Scan each line of the records for the word "Timestamp" and extract the ones that have it.
(MATERIAL FOR THIS TASK begins)
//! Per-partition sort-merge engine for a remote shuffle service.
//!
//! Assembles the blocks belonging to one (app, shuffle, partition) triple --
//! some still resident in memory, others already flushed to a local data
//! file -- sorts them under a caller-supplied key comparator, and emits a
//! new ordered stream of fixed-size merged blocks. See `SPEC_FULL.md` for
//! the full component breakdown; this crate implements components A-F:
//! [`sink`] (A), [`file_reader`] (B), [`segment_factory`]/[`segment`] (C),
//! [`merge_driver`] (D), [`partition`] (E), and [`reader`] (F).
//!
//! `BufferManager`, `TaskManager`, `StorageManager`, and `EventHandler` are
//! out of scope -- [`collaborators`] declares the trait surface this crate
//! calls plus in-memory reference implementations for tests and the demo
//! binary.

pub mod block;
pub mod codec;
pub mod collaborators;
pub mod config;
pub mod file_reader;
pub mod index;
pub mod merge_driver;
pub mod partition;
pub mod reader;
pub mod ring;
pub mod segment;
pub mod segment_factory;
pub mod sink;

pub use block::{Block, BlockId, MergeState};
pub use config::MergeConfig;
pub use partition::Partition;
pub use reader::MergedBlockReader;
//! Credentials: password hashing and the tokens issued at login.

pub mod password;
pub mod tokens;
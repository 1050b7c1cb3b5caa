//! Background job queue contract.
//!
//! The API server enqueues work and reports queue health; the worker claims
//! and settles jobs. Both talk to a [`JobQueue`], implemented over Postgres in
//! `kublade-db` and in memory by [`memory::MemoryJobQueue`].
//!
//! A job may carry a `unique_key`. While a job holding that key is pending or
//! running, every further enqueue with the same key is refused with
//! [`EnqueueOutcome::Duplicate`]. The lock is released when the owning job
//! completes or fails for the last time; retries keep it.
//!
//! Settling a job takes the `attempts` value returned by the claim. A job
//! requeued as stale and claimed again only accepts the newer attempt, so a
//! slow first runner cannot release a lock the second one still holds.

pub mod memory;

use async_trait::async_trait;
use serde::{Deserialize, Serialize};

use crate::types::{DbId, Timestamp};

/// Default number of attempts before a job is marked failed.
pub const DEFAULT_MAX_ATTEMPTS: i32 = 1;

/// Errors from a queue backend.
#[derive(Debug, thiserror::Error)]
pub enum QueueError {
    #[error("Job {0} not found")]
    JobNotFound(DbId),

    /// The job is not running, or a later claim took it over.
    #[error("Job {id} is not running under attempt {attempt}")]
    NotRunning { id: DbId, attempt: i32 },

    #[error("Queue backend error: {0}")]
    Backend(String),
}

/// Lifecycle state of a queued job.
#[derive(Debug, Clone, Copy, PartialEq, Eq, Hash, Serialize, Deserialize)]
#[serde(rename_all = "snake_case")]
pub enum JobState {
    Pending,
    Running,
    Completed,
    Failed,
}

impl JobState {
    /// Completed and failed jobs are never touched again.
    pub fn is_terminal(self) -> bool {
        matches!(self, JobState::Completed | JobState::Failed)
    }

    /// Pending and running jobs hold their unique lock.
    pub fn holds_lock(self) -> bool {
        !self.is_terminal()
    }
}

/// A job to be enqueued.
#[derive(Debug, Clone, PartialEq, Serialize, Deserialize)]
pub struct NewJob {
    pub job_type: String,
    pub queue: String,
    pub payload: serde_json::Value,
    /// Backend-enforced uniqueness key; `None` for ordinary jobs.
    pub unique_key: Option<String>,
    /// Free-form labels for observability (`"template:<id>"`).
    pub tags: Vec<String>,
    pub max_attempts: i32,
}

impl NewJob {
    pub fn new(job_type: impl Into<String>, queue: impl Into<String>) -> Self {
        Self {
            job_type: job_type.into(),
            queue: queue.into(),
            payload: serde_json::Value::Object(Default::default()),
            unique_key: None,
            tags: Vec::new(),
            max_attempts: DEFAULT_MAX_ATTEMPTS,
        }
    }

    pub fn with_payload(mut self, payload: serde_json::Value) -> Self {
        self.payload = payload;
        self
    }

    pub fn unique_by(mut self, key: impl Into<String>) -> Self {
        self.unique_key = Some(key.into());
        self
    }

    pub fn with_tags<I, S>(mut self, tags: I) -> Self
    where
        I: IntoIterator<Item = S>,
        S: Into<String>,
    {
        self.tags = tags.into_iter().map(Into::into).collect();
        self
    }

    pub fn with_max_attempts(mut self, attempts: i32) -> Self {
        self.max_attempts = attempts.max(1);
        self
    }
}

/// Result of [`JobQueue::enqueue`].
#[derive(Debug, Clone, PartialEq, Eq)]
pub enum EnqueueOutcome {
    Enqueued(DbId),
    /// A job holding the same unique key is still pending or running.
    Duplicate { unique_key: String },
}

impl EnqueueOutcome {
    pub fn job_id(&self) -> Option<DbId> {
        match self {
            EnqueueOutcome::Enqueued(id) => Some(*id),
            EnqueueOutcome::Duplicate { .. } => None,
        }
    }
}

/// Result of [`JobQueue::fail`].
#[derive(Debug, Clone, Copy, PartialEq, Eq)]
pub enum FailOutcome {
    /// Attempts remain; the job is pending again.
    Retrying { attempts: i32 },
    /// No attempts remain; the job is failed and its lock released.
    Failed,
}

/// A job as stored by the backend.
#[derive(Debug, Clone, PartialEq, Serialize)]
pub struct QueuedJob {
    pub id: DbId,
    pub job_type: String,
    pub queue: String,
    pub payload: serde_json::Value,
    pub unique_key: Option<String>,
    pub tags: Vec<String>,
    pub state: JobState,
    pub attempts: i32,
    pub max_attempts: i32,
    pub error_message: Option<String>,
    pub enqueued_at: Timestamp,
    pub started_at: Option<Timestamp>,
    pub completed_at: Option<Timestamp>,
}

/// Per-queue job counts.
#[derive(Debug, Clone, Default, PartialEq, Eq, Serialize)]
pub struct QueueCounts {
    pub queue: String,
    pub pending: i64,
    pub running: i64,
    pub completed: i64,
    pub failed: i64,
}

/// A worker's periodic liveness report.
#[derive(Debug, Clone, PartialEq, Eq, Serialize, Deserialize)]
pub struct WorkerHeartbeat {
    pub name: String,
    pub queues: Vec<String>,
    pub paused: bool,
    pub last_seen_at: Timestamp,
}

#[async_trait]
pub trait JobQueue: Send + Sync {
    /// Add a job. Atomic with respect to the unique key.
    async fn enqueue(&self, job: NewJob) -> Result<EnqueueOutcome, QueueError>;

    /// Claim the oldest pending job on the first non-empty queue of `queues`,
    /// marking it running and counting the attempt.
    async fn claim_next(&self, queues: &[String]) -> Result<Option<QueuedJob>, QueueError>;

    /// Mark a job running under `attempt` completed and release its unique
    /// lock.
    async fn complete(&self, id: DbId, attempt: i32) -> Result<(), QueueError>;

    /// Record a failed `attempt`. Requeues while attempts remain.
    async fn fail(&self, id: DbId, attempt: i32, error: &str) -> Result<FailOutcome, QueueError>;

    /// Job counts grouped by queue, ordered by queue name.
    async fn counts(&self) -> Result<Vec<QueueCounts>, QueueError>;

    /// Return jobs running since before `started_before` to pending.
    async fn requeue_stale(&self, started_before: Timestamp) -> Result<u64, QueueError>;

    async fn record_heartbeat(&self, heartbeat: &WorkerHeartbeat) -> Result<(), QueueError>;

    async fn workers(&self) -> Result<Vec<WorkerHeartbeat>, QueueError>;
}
(MATERIAL FOR THIS TASK ends)
| ANSWER SPACE |
use crate::types::{DbId, Timestamp};
    pub enqueued_at: Timestamp,
    pub started_at: Option<Timestamp>,
    pub completed_at: Option<Timestamp>,
    pub last_seen_at: Timestamp,
    async fn requeue_stale(&self, started_before: Timestamp) -> Result<u64, QueueError>;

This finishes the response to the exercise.